- **Exercise brief**
From the listing below, copy each line where "DatabaseConfig" occurs.

- **Material supplied**
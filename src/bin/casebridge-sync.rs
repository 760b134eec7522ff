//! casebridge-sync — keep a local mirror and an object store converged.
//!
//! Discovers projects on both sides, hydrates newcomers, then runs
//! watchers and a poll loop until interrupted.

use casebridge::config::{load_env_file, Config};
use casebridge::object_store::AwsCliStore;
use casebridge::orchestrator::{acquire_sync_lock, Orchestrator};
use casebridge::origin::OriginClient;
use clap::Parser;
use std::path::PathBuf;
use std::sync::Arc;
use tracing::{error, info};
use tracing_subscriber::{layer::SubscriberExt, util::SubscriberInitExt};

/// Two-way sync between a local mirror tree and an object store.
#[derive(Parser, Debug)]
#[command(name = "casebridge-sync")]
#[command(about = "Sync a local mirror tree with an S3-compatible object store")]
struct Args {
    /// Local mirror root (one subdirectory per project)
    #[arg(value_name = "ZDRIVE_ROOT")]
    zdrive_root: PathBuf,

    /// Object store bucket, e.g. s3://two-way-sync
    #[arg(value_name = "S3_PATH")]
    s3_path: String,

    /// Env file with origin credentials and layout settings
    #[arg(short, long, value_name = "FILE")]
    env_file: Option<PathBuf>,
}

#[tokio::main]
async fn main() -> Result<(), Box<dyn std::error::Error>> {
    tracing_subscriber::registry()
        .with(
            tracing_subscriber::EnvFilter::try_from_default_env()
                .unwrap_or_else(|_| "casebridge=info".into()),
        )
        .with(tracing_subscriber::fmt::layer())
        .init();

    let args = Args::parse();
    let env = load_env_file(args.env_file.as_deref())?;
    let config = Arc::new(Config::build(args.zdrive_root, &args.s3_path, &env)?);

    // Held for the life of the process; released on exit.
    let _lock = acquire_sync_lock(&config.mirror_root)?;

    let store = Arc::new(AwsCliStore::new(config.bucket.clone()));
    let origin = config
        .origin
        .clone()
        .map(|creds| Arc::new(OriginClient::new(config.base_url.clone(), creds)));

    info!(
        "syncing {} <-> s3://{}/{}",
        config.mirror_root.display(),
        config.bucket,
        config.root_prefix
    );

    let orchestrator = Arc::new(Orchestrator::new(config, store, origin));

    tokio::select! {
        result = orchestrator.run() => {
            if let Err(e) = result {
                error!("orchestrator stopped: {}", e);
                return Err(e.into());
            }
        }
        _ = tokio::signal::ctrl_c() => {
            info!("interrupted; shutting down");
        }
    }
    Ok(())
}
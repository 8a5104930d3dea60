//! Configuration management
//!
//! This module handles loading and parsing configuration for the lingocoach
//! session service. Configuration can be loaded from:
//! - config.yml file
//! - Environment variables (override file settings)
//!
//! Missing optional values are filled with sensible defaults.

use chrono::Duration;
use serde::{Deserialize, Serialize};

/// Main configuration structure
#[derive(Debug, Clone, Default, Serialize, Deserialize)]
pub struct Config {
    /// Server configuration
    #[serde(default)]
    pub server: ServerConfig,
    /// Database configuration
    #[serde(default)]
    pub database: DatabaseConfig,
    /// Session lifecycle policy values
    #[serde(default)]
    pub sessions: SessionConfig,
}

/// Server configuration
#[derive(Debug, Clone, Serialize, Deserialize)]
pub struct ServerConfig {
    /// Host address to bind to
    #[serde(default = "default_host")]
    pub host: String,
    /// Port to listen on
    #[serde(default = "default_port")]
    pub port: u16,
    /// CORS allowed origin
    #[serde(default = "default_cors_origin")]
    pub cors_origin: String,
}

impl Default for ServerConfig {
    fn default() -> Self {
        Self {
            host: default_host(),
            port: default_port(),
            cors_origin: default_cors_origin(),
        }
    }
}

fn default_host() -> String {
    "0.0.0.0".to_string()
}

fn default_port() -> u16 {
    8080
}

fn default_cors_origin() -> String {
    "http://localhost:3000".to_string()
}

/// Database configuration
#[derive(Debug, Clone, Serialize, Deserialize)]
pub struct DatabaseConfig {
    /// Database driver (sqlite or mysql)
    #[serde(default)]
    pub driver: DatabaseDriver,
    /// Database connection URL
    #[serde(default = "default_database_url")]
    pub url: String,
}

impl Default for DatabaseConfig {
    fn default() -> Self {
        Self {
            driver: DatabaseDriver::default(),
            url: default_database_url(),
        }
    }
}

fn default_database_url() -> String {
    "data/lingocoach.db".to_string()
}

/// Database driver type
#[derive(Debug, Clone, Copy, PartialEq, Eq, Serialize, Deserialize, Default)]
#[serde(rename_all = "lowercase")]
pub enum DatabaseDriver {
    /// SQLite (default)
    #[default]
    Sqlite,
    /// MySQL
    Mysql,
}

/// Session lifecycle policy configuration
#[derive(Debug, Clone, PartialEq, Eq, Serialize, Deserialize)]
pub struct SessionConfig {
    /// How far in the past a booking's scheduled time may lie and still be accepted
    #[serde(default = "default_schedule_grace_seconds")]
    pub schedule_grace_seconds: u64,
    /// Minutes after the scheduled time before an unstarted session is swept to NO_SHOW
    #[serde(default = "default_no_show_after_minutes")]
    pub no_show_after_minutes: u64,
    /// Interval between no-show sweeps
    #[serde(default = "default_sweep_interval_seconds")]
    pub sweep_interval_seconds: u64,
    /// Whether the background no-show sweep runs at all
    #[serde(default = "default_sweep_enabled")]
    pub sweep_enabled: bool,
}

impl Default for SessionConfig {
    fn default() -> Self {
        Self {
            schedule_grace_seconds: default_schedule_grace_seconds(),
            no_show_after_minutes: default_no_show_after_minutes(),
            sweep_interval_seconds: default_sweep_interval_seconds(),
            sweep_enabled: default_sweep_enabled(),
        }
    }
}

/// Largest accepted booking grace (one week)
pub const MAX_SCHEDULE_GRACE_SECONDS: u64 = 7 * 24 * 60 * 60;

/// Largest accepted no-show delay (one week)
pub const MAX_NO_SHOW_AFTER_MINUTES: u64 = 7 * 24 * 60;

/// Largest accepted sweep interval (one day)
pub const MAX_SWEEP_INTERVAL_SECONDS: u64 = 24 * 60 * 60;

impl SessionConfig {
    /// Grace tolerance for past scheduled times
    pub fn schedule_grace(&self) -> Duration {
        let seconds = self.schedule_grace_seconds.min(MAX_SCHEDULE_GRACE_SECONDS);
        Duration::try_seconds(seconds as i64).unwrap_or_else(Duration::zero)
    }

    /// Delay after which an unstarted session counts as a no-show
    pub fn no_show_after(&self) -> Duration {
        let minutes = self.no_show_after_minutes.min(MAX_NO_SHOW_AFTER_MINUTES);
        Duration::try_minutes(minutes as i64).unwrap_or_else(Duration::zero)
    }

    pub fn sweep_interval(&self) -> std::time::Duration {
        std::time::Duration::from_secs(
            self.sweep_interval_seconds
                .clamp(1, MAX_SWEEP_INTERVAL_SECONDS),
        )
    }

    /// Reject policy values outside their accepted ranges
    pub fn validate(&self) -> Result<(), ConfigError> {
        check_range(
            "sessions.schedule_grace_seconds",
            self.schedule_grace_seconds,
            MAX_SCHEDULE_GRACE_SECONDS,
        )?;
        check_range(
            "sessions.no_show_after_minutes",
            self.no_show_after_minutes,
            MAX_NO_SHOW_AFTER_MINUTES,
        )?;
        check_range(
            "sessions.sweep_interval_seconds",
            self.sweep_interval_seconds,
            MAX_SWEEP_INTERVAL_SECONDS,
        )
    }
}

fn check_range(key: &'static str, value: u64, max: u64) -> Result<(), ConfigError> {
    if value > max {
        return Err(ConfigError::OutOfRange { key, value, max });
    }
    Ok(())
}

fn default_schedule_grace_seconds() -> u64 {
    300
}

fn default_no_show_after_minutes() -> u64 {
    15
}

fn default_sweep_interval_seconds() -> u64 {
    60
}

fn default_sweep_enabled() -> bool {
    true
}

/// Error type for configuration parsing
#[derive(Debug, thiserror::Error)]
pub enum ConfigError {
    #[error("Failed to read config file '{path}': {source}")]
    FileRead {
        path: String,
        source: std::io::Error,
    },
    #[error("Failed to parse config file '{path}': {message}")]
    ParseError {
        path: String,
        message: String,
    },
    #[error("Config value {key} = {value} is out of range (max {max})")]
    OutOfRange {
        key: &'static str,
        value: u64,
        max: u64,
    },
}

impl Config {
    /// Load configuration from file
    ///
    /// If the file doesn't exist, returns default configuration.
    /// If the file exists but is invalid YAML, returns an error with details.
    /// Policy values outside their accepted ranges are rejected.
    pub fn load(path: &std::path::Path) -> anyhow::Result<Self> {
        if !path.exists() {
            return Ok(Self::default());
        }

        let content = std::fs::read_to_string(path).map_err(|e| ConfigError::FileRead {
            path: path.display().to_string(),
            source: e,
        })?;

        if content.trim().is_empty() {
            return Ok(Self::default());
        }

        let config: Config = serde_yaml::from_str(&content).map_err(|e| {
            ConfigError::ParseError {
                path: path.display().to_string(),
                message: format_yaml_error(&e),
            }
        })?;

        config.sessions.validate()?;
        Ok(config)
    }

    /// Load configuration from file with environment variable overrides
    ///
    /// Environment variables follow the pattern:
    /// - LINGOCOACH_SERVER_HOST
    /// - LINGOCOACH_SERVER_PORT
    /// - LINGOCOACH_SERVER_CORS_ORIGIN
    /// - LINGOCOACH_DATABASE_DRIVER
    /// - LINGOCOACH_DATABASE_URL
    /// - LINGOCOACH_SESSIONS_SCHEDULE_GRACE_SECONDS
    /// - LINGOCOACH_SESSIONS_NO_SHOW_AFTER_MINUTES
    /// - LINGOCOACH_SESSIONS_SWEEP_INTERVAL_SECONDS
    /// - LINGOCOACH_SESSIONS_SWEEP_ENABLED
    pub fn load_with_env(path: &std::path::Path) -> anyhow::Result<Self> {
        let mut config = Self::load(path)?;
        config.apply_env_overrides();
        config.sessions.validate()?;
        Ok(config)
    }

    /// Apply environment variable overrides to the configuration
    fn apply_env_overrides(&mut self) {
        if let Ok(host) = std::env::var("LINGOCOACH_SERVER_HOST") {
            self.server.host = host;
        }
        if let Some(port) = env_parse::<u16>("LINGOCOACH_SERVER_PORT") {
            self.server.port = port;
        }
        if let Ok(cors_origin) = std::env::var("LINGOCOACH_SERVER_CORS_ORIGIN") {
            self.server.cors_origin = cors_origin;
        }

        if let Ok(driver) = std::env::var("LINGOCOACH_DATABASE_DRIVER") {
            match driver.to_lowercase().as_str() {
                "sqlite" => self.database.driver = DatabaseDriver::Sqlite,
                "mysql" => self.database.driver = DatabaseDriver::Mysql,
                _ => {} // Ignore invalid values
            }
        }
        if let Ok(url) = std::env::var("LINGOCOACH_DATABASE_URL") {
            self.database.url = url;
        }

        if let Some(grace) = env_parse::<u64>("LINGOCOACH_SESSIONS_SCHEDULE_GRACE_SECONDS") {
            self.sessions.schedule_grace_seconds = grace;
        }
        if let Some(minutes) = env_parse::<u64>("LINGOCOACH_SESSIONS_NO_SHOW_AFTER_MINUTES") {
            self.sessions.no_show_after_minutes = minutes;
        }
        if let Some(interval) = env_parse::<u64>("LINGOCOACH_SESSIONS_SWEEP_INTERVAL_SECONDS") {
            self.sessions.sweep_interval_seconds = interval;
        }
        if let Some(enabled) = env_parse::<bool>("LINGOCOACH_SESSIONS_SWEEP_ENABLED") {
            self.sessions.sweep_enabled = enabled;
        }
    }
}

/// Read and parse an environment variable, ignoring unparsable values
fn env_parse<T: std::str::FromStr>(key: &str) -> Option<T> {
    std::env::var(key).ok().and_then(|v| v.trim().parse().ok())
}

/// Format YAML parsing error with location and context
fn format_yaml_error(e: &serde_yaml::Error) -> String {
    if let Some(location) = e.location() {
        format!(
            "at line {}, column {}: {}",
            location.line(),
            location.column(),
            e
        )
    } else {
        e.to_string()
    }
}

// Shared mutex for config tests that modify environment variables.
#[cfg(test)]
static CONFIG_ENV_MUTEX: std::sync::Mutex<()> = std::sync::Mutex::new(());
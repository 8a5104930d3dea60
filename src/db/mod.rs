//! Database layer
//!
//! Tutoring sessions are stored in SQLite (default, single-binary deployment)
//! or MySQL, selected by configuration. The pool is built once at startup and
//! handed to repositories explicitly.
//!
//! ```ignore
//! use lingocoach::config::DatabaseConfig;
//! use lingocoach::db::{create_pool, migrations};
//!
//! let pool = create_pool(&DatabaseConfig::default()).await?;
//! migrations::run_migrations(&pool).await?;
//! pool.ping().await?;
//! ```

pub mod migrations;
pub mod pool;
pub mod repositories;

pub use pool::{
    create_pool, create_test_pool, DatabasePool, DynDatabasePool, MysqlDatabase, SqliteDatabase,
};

- **Final answer**
    pub database: DatabaseConfig,
pub struct DatabaseConfig {
impl Default for DatabaseConfig {
//! use lingocoach::config::DatabaseConfig;
//! let pool = create_pool(&DatabaseConfig::default()).await?;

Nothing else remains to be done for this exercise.